Real Estate and Construction
The big picture
How to connect everyone in your company to your vision
By Abby Cymerman
Smart Business Philadelphia | June 2008
Page 1 of 2

John ‘Ozzie’ Nelson Jr.
President and CEO, NELSON
John “Ozzie” Nelson Jr.
doesn’t like to get wrapped up in the details.
Instead, the president and
CEO of NELSON, a $70 million
international design and consulting firm, surrounds himself
with people who do focus on
the details so he can focus on
what all of those details could
become in the big picture.
That big-picture thinking has
helped fuel 12 merger/acquisitions for NELSON during the
last three and a half years.
During that period, Nelson
has focused on rapid growth,
avoiding distractions, being disciplined in speed to market and
quickly doing transactions, a
textbook approach that was
exactly what his company needed to get to the next level.
Now managing 36 locations
around the world, Nelson has
adapted his management
approach from driving growth
to becoming a servant leader to
his 500 employees.
Smart Business spoke with
Nelson about how he took on a
new leadership style while
maintaining his vision for the
company.
Adopt a servant-leader attitude.
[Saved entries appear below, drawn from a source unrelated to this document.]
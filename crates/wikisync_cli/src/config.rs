//! Configuration file support for wikisync.
//!
//! Configuration is loaded with the following precedence (highest to lowest):
//! 1. CLI flags
//! 2. Environment variables (prefixed with `WIKISYNC_`, sections separated by `__`,
//!    e.g., `WIKISYNC_WIKI__PASSWORD`)
//! 3. Local config file (./wikisync.toml)
//! 4. XDG config file (~/.config/wikisync/config.toml)
//! 5. Built-in defaults
//!
//! Example config file:
//! ```toml
//! [wiki]
//! api_url = "https://leagueoflegends.fandom.com/api.php"
//! username = "Bot@sync"
//! password = "..."  # or use WIKISYNC_WIKI__PASSWORD
//! requests_per_minute = 39
//!
//! [source]
//! requests_per_second = 10
//! prefetch = 10
//!
//! [sync]
//! checkpoint_every = 100
//! ledger_file = "Profile-Icons-V1-lockfile.png"
//! precheck = true
//! ```

use std::path::PathBuf;

use config::{Config as ConfigBuilder, Environment, File, FileFormat};
use directories::ProjectDirs;
use serde::Deserialize;

use wikisync::api::DEFAULT_USER_AGENT;
use wikisync::scheduler::DEFAULT_REQUESTS_PER_MINUTE;
use wikisync::source::{
    DEFAULT_AGGREGATE_ROOT, DEFAULT_ASSET_NAME, DEFAULT_BASE_URL, DEFAULT_DOCUMENT_TITLE,
    DEFAULT_PREFETCH,
};
use wikisync::rate_limit::DEFAULT_SOURCE_RPS;
use wikisync::sync::{DEFAULT_CHECKPOINT_EVERY, DEFAULT_LEDGER_FILE};

/// Top-level configuration.
#[derive(Debug, Default, Deserialize)]
#[serde(default)]
pub struct Config {
    /// Remote wiki settings.
    pub wiki: WikiConfig,
    /// Content-distribution source settings.
    pub source: SourceConfig,
    /// Sync run settings.
    pub sync: SyncConfig,
}

/// Remote wiki configuration.
#[derive(Debug, Deserialize)]
#[serde(default)]
pub struct WikiConfig {
    /// Action API endpoint, e.g. `https://example.fandom.com/api.php`.
    pub api_url: Option<String>,
    /// Bot account name. Login is skipped when unset.
    pub username: Option<String>,
    pub password: Option<String>,
    /// Request ceiling; keep it below the server's advertised limit.
    pub requests_per_minute: u32,
    pub user_agent: String,
}

impl Default for WikiConfig {
    fn default() -> Self {
        Self {
            api_url: None,
            username: None,
            password: None,
            requests_per_minute: DEFAULT_REQUESTS_PER_MINUTE,
            user_agent: DEFAULT_USER_AGENT.to_string(),
        }
    }
}

/// Content-distribution source configuration.
#[derive(Debug, Deserialize)]
#[serde(default)]
pub struct SourceConfig {
    pub base_url: String,
    pub requests_per_second: u32,
    /// Image fetches kept in flight ahead of the sync loop.
    pub prefetch: usize,
}

impl Default for SourceConfig {
    fn default() -> Self {
        Self {
            base_url: DEFAULT_BASE_URL.to_string(),
            requests_per_second: DEFAULT_SOURCE_RPS,
            prefetch: DEFAULT_PREFETCH,
        }
    }
}

/// Sync run configuration.
#[derive(Debug, Deserialize)]
#[serde(default)]
pub struct SyncConfig {
    /// Ledger mutations between checkpoints.
    pub checkpoint_every: usize,
    /// Store name of the ledger carrier.
    pub ledger_file: String,
    /// Document page title pattern; `{id}` is replaced.
    pub document_title: String,
    /// Asset file name pattern; `{id}` and `{ext}` are replaced.
    pub asset_name: String,
    /// Page text for newly uploaded assets.
    pub asset_description: Option<String>,
    /// Title prefix of the index and set modules.
    pub aggregate_root: String,
    /// PNG used as the carrier before any ledger has been published.
    pub carrier_template: Option<PathBuf>,
    /// Skip the run when the published ledger checksum already matches.
    pub precheck: bool,
}

impl Default for SyncConfig {
    fn default() -> Self {
        Self {
            checkpoint_every: DEFAULT_CHECKPOINT_EVERY,
            ledger_file: DEFAULT_LEDGER_FILE.to_string(),
            document_title: DEFAULT_DOCUMENT_TITLE.to_string(),
            asset_name: DEFAULT_ASSET_NAME.to_string(),
            asset_description: None,
            aggregate_root: DEFAULT_AGGREGATE_ROOT.to_string(),
            carrier_template: None,
            precheck: true,
        }
    }
}

impl Config {
    /// Load configuration using the config crate's layered approach.
    ///
    /// Sources are loaded in order (later sources override earlier):
    /// 1. Built-in defaults
    /// 2. XDG config file (~/.config/wikisync/config.toml)
    /// 3. Local config file (./wikisync.toml)
    /// 4. Environment variables with WIKISYNC_ prefix
    pub fn load() -> Self {
        let mut builder = ConfigBuilder::builder();

        if let Some(path) = Self::default_config_path()
            && path.exists()
        {
            tracing::debug!("Loading config from {:?}", path);
            builder = builder.add_source(File::from(path).format(FileFormat::Toml).required(false));
        }

        let local_config = PathBuf::from("wikisync.toml");
        if local_config.exists() {
            tracing::debug!("Loading config from ./wikisync.toml");
            builder = builder.add_source(
                File::from(local_config)
                    .format(FileFormat::Toml)
                    .required(false),
            );
        }

        // e.g., WIKISYNC_SYNC__CHECKPOINT_EVERY -> sync.checkpoint_every
        builder = builder.add_source(Self::environment());

        match builder.build() {
            Ok(settings) => match settings.try_deserialize::<Config>() {
                Ok(config) => config,
                Err(e) => {
                    tracing::warn!("Failed to deserialize config: {}", e);
                    Config::default()
                }
            },
            Err(e) => {
                tracing::warn!("Failed to build config: {}", e);
                Config::default()
            }
        }
    }

    fn environment() -> Environment {
        Environment::with_prefix("WIKISYNC")
            .prefix_separator("_")
            .separator("__")
            .try_parsing(true)
    }

    /// Get the default config file path.
    pub fn default_config_path() -> Option<PathBuf> {
        ProjectDirs::from("", "", "wikisync").map(|dirs| dirs.config_dir().join("config.toml"))
    }

    /// Login credentials, when both are configured.
    pub fn credentials(&self) -> Option<(&str, &str)> {
        match (&self.wiki.username, &self.wiki.password) {
            (Some(user), Some(pass)) => Some((user.as_str(), pass.as_str())),
            _ => None,
        }
    }
}
impl WikiClient {
    /// Create a client with a cookie-keeping reqwest transport.
    ///
    /// ```ignore
    /// let scheduler = RequestScheduler::per_minute(39);
    /// let client = WikiClient::new("https://example.fandom.com/api.php", DEFAULT_USER_AGENT, scheduler)?;
    /// client.login("Bot@sync", "secret").await?;
    /// ```
    pub fn new(
        api_url: &str,
        user_agent: &str,
        scheduler: RequestScheduler,
    ) -> Result<Self, ApiError> {
        let transport = ReqwestTransport::with_session(user_agent, REQUEST_TIMEOUT)?;
        Self::new_with_transport(api_url, scheduler, Arc::new(transport))
    }

    pub fn new_with_transport(
        api_url: &str,
        scheduler: RequestScheduler,
        transport: Arc<dyn HttpTransport>,
    ) -> Result<Self, ApiError> {
        Ok(Self {
            transport,
            scheduler,
            api_url: Url::parse(api_url)?,
            csrf_token: Arc::new(Mutex::new(None)),
            summary: DEFAULT_SUMMARY.to_string(),
        })
    }

    /// Set the summary attached to edits and uploads.
    #[must_use]
    pub fn with_summary(mut self, summary: impl Into<String>) -> Self {
        self.summary = summary.into();
        self
    }

    pub fn api_url(&self) -> &str {
        self.api_url.as_str()
    }

    pub fn summary(&self) -> &str {
        &self.summary
    }

    pub fn scheduler(&self) -> &RequestScheduler {
        &self.scheduler
    }

    fn query_url(&self, params: &[(&str, &str)]) -> String {
        let mut url = self.api_url.clone();
        url.query_pairs_mut()
            .extend_pairs(params)
            .append_pair("format", "json")
            .append_pair("formatversion", "2");
        url.into()
    }

    fn form_request(&self, params: &[(&str, &str)]) -> HttpRequest {
        let mut pairs = vec![("format", "json"), ("formatversion", "2")];
        pairs.extend_from_slice(params);
        HttpRequest::post(self.api_url.as_str(), FORM_URLENCODED, encode_form(&pairs))
    }

    /// Send `request` through the scheduler and check the HTTP status.
    async fn dispatch(
        &self,
        priority: Priority,
        request: HttpRequest,
    ) -> Result<HttpResponse, ApiError> {
        let transport = Arc::clone(&self.transport);
        let url = request.url.clone();
        let response = self
            .scheduler
            .schedule(priority, move || async move { transport.send(request).await })
            .await??;

        if !response.is_success() {
            return Err(ApiError::Status {
                status: response.status,
                url,
            });
        }
        Ok(response)
    }

    async fn call<T: DeserializeOwned>(
        &self,
        priority: Priority,
        request: HttpRequest,
    ) -> Result<T, ApiError> {
        let response = self.dispatch(priority, request).await?;
        parse_response(&response.body)
    }

    /// Log in with a bot password. Session cookies are kept by the transport.
    pub async fn login(&self, username: &str, password: &str) -> Result<(), ApiError> {
        let url = self.query_url(&[("action", "query"), ("meta", "tokens"), ("type", "login")]);
        let tokens: TokensResponse = self.call(Priority::High, HttpRequest::get(url)).await?;
        let login_token = tokens
            .query
            .tokens
            .logintoken
            .ok_or_else(|| ApiError::LoginFailed("response carries no login token".to_string()))?;

        let request = self.form_request(&[
            ("action", "login"),
            ("lgname", username),
            ("lgpassword", password),
            ("lgtoken", login_token.as_str()),
        ]);
        let response: LoginResponse = self.call(Priority::High, request).await?;
        if response.login.result != "Success" {
            return Err(ApiError::LoginFailed(
                response.login.reason.unwrap_or(response.login.result),
            ));
        }

        // A token fetched before login belongs to the anonymous session.
        self.invalidate_token();
        tracing::info!(
            user = response.login.lgusername.as_deref().unwrap_or(username),
            "Logged in"
        );
        Ok(())
    }

    fn token_slot(&self) -> MutexGuard<'_, Option<String>> {
        self.csrf_token.lock().unwrap_or_else(PoisonError::into_inner)
    }

    /// The cached CSRF token, fetching one at high priority if none is cached.
    pub async fn csrf_token(&self) -> Result<String, ApiError> {
        let cached = self.token_slot().clone();
        if let Some(token) = cached {
            return Ok(token);
        }

        let url = self.query_url(&[("action", "query"), ("meta", "tokens")]);
        let tokens: TokensResponse = self.call(Priority::High, HttpRequest::get(url)).await?;
        let token = tokens.query.tokens.csrftoken.ok_or_else(|| ApiError::Rejected {
            action: "token request".to_string(),
            detail: "response carries no csrftoken".to_string(),
        })?;

        *self.token_slot() = Some(token.clone());
        tracing::debug!("Fetched CSRF token");
        Ok(token)
    }

    /// Drop the cached token; the next write fetches a fresh one.
    pub fn invalidate_token(&self) {
        self.token_slot().take();
    }

    /// Run a token-bearing write, refreshing the token once if it is rejected.
    async fn authenticated<T, F>(&self, action: &str, build: F) -> Result<T, ApiError>
    where
        T: DeserializeOwned,
        F: Fn(&str) -> HttpRequest + Send + Sync,
    {
        for attempt in 1..=MAX_TOKEN_ATTEMPTS {
            let token = self.csrf_token().await?;
            match self.call(Priority::Medium, build(&token)).await {
                Err(err) if err.is_bad_token() => {
                    self.invalidate_token();
                    tracing::debug!(action, attempt, "Token rejected, refreshing");
                }
                result => return result,
            }
        }

        tracing::warn!(action, "Token rejected again after refresh");
        Err(ApiError::AuthorizationExpired {
            action: action.to_string(),
        })
    }

    /// Create or replace a page.
    pub async fn edit_page(&self, title: &str, text: &str) -> Result<WriteOutcome, ApiError> {
        let response: EditResponse = self
            .authenticated("edit", |token| {
                self.form_request(&[
                    ("action", "edit"),
                    ("title", title),
                    ("text", text),
                    ("summary", self.summary.as_str()),
                    ("bot", "1"),
                    ("token", token),
                ])
            })
            .await?;

        let edit = response.edit;
        if edit.result != "Success" {
            return Err(ApiError::Rejected {
                action: format!("edit of {title}"),
                detail: edit.result,
            });
        }
        Ok(if edit.nochange {
            WriteOutcome::Unchanged
        } else {
            WriteOutcome::Written
        })
    }

    /// Upload a file, overwriting any existing revision.
    ///
    /// `text` becomes the file page content when the file is new.
    pub async fn upload_file(
        &self,
        file_name: &str,
        bytes: &[u8],
        mime: &str,
        text: Option<&str>,
    ) -> Result<WriteOutcome, ApiError> {
        let result: Result<UploadResponse, ApiError> = self
            .authenticated("upload", |token| {
                let mut form = Multipart::new()
                    .text("format", "json")
                    .text("formatversion", "2")
                    .text("action", "upload")
                    .text("filename", file_name)
                    .text("comment", &self.summary)
                    .text("ignorewarnings", "1");
                if let Some(text) = text {
                    form = form.text("text", text);
                }
                let (content_type, body) = form
                    .text("token", token)
                    .file("file", file_name, mime, bytes)
                    .finish();
                HttpRequest::post(self.api_url.as_str(), content_type, body)
            })
            .await;

        match result {
            Ok(response) if response.upload.result == "Success" => Ok(WriteOutcome::Written),
            Ok(response) => Err(ApiError::Rejected {
                action: format!("upload of {file_name}"),
                detail: response
                    .upload
                    .warnings
                    .map(|w| w.to_string())
                    .unwrap_or(response.upload.result),
            }),
            Err(err) if err.code() == Some(FILE_UNCHANGED) => Ok(WriteOutcome::Unchanged),
            Err(err) => Err(err),
        }
    }

    /// Look up current revisions of files. Results follow the server's order.
    pub async fn image_info(&self, file_names: &[&str]) -> Result<Vec<FileStatus>, ApiError> {
        if file_names.is_empty() {
            return Ok(Vec::new());
        }
        let titles = file_names
            .iter()
            .map(|name| file_title(name))
            .collect::<Vec<_>>()
            .join("|");
        let url = self.query_url(&[
            ("action", "query"),
            ("prop", "imageinfo"),
            ("iiprop", "sha1|url"),
            ("titles", titles.as_str()),
        ]);

        let response: ImageInfoResponse = self.call(Priority::Medium, HttpRequest::get(url)).await?;
        Ok(response
            .query
            .map(|q| q.pages.into_iter().map(FileStatus::from).collect())
            .unwrap_or_default())
    }

    /// Current revision of one file, or `None` if it does not exist.
    pub async fn file_info(&self, file_name: &str) -> Result<Option<FileInfo>, ApiError> {
        Ok(self
            .image_info(&[file_name])
            .await?
            .into_iter()
            .next()
            .and_then(|status| status.info))
    }

    /// Download a file revision and verify it against its advertised SHA-1.
    pub async fn download(&self, info: &FileInfo) -> Result<Vec<u8>, ApiError> {
        let response = self
            .dispatch(Priority::Medium, HttpRequest::get(&info.url))
            .await?;

        let actual = hex::encode(Sha1::digest(&response.body));
        if actual != info.sha1 {
            return Err(ApiError::ChecksumMismatch {
                file: info.title.clone(),
                expected: info.sha1.clone(),
                actual,
            });
        }
        Ok(response.body)
    }
}
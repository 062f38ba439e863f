use async_trait::async_trait;
use thiserror::Error;

/// HTTP methods used against the wiki and the content source.
#[derive(Debug, Clone, Copy, PartialEq, Eq, Hash)]
pub enum HttpMethod {
    Get,
    Post,
}

impl HttpMethod {
    #[must_use]
    pub fn as_str(self) -> &'static str {
        match self {
            HttpMethod::Get => "GET",
            HttpMethod::Post => "POST",
        }
    }
}

/// HTTP headers represented as key/value pairs.
///
/// Header names are treated case-insensitively by helper functions.
pub type HttpHeaders = Vec<(String, String)>;

/// A minimal HTTP request.
#[derive(Debug, Clone, PartialEq, Eq)]
pub struct HttpRequest {
    pub method: HttpMethod,
    pub url: String,
    pub headers: HttpHeaders,
    pub body: Vec<u8>,
}

impl HttpRequest {
    /// A body-less GET.
    #[must_use]
    pub fn get(url: impl Into<String>) -> Self {
        Self {
            method: HttpMethod::Get,
            url: url.into(),
            headers: Vec::new(),
            body: Vec::new(),
        }
    }

    /// A POST with the given content type and body.
    #[must_use]
    pub fn post(url: impl Into<String>, content_type: impl Into<String>, body: Vec<u8>) -> Self {
        Self {
            method: HttpMethod::Post,
            url: url.into(),
            headers: vec![("Content-Type".to_string(), content_type.into())],
            body,
        }
    }
}

/// A minimal HTTP response.
#[derive(Debug, Clone, PartialEq, Eq)]
pub struct HttpResponse {
    pub status: u16,
    pub headers: HttpHeaders,
    pub body: Vec<u8>,
}

impl HttpResponse {
    #[must_use]
    pub fn header(&self, name: &str) -> Option<&str> {
        header_get(&self.headers, name)
    }

    #[must_use]
    pub fn is_success(&self) -> bool {
        (200..300).contains(&self.status)
    }

    /// Media type of the body without parameters, lowercased.
    #[must_use]
    pub fn mime(&self) -> Option<String> {
        self.header("content-type")
            .and_then(|v| v.split(';').next())
            .map(|v| v.trim().to_ascii_lowercase())
    }
}

#[derive(Debug, Error)]
pub enum HttpError {
    #[error("http transport error: {0}")]
    Transport(String),

    #[error("no mock response registered for {method} {url}")]
    NoMockResponse { method: String, url: String },
}

/// Transport boundary for all HTTP I/O.
#[async_trait]
pub trait HttpTransport: Send + Sync {
    async fn send(&self, request: HttpRequest) -> Result<HttpResponse, HttpError>;
}

/// Get the first header value matching `name` (case-insensitive).
#[must_use]
pub fn header_get<'a>(headers: &'a HttpHeaders, name: &str) -> Option<&'a str> {
    headers
        .iter()
        .find(|(k, _)| k.eq_ignore_ascii_case(name))
        .map(|(_, v)| v.as_str())
}

pub mod reqwest_transport {
    use super::*;

    use std::time::Duration as StdDuration;

    /// A real HTTP transport backed by reqwest.
    ///
    /// The client keeps a cookie jar, which the wiki relies on to tie the
    /// login session to later token and write requests.
    #[derive(Clone)]
    pub struct ReqwestTransport {
        client: reqwest::Client,
    }

    impl ReqwestTransport {
        pub fn new(client: reqwest::Client) -> Self {
            Self { client }
        }

        pub fn with_session(user_agent: &str, timeout: StdDuration) -> Result<Self, HttpError> {
            let client = reqwest::Client::builder()
                .cookie_store(true)
                .user_agent(user_agent)
                .timeout(timeout)
                .build()
                .map_err(|e| HttpError::Transport(e.to_string()))?;
            Ok(Self { client })
        }
    }

    #[async_trait]
    impl HttpTransport for ReqwestTransport {
        async fn send(&self, request: HttpRequest) -> Result<HttpResponse, HttpError> {
            let method = match request.method {
                HttpMethod::Get => reqwest::Method::GET,
                HttpMethod::Post => reqwest::Method::POST,
            };

            let mut builder = self.client.request(method, &request.url);
            for (k, v) in request.headers {
                builder = builder.header(&k, &v);
            }

            if !request.body.is_empty() {
                builder = builder.body(request.body);
            }

            let resp = builder
                .send()
                .await
                .map_err(|e| HttpError::Transport(e.to_string()))?;

            let status = resp.status().as_u16();
            let mut headers: HttpHeaders = Vec::new();
            for (name, value) in resp.headers().iter() {
                headers.push((
                    name.as_str().to_string(),
                    value.to_str().unwrap_or_default().to_string(),
                ));
            }

            let body = resp
                .bytes()
                .await
                .map_err(|e| HttpError::Transport(e.to_string()))?
                .to_vec();

            Ok(HttpResponse {
                status,
                headers,
                body,
            })
        }
    }
}

// ---------- Test-only mock transport ----------

#[cfg(test)]
use std::collections::{HashMap, VecDeque};
#[cfg(test)]
use std::sync::{Arc, Mutex};

/// In-memory mock transport.
///
/// This is designed for unit tests: no sockets, no loopback HTTP servers.
#[cfg(test)]
#[derive(Clone, Default)]
pub struct MockTransport {
    inner: Arc<Mutex<MockTransportInner>>,
}

#[cfg(test)]
#[derive(Default)]
struct MockTransportInner {
    routes: HashMap<(HttpMethod, String), VecDeque<Result<HttpResponse, String>>>,
    requests: Vec<HttpRequest>,
}

#[cfg(test)]
impl MockTransport {
    pub fn new() -> Self {
        Self::default()
    }

    /// Register a response for a method + URL.
    ///
    /// If multiple responses are registered for the same key, they are returned
    /// in FIFO order.
    pub fn push_response(&self, method: HttpMethod, url: impl Into<String>, response: HttpResponse) {
        let mut inner = self
            .inner
            .lock()
            .expect("mock transport lock should not be poisoned");
        inner
            .routes
            .entry((method, url.into()))
            .or_default()
            .push_back(Ok(response));
    }

    /// Register a JSON body with status 200.
    pub fn push_json(&self, method: HttpMethod, url: impl Into<String>, body: serde_json::Value) {
        self.push_response(
            method,
            url,
            HttpResponse {
                status: 200,
                headers: vec![("Content-Type".to_string(), "application/json".to_string())],
                body: body.to_string().into_bytes(),
            },
        );
    }

    /// Register a transport failure for a method + URL.
    pub fn push_failure(&self, method: HttpMethod, url: impl Into<String>, message: &str) {
        let mut inner = self
            .inner
            .lock()
            .expect("mock transport lock should not be poisoned");
        inner
            .routes
            .entry((method, url.into()))
            .or_default()
            .push_back(Err(message.to_string()));
    }

    #[must_use]
    pub fn requests(&self) -> Vec<HttpRequest> {
        let inner = self
            .inner
            .lock()
            .expect("mock transport lock should not be poisoned");
        inner.requests.clone()
    }
}

#[cfg(test)]
#[async_trait]
impl HttpTransport for MockTransport {
    async fn send(&self, request: HttpRequest) -> Result<HttpResponse, HttpError> {
        let mut inner = self
            .inner
            .lock()
            .expect("mock transport lock should not be poisoned");

        let key = (request.method, request.url.clone());
        inner.requests.push(request);

        match inner.routes.get_mut(&key).and_then(|q| q.pop_front()) {
            Some(Ok(resp)) => Ok(resp),
            Some(Err(message)) => Err(HttpError::Transport(message)),
            None => Err(HttpError::NoMockResponse {
                method: key.0.as_str().to_string(),
                url: key.1,
            }),
        }
    }
}
use clap::CommandFactory;

use crate::Cli;

fn completion_script(shell: clap_complete::Shell) -> Vec<u8> {
    let mut cmd = Cli::command();
    let mut out = Vec::new();
    clap_complete::generate(shell, &mut cmd, "wikisync", &mut out);
    out
}

pub(crate) fn handle_completions(
    shell: clap_complete::Shell,
) -> Result<(), Box<dyn std::error::Error>> {
    use std::io::Write;

    let out = completion_script(shell);
    std::io::stdout().write_all(&out)?;
    Ok(())
}

#[cfg(test)]
mod tests {
    use super::*;

    #[test]
    fn completion_script_contains_binary_name() {
        let script = completion_script(clap_complete::Shell::Bash);
        let script = String::from_utf8(script).expect("completion output should be UTF-8");
        assert!(script.contains("wikisync"));
        assert!(script.contains("checkpoint-every"));
    }

    #[test]
    fn cli_definition_is_consistent() {
        Cli::command().debug_assert();
    }
}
I’m a firm believer in being willing to roll up your sleeves and
do whatever is required but
also being a vision-based leader
that can help others see what
they might not see in the day to
day of their working experience. There are some tactical
ways you do that, and there are
strategic ways you do that.
I try to spend as much time
as I can shoulder to shoulder
with our teammates. Yesterday,
I was in one of our offices and
spent the day with our team,
helping to add any value that I
could and really getting to
know the culture and people
within that office. It’s really
getting into the trenches to see
that.
I keep a directory with photos of all of our teammates
with me. Over time, if we’ve
had four phone calls, it’s kind
of like working face to face
with them. It’s amazing to me
the smile that will come on
someone’s face when you
walk through an office and
know their name and you can
make that connection with
them. In this environment, I’ve
come to appreciate the importance of psychic compensation
for our teammates.
I also send out a weekly e-mail every Friday without fail
to every teammate within the
company. I try to be very conscious of not having that be
the format of just the things I
want to talk about but a combination of the things that I
think people want to hear.
That’s an important part of
the way they connect with me,
and I can share a little bit of
who I am, but it’s also a piece
that is as much personal perspectives of mine as business
perspectives. It shows some
vulnerability that allows people to connect with the person
instead of the position.
Support your team. In our environment, everybody is a team-mate as opposed to an
employee. It sets a tone that
we are all teammates in a
vision and mission that we are
trying to accomplish.
When someone who’s at a
junior level in the organization
sees themselves as a team-mate and they see they have a
place on the team that’s no different than the spot the CEO
has on the team, they’re more
likely to have buy-in. They’re
more likely to be connected to
the company vision.
When people have put a faith
in you and have treated you in
a certain way, those are the
people that you never want to let down. It’s everything from
the way that you talk to them
to the way that you listen to
them. It’s not any one thing
that you do as much as it is a
lot of years of consistency; it’s
showing that you really mean
what you say and that you’re
committed to them.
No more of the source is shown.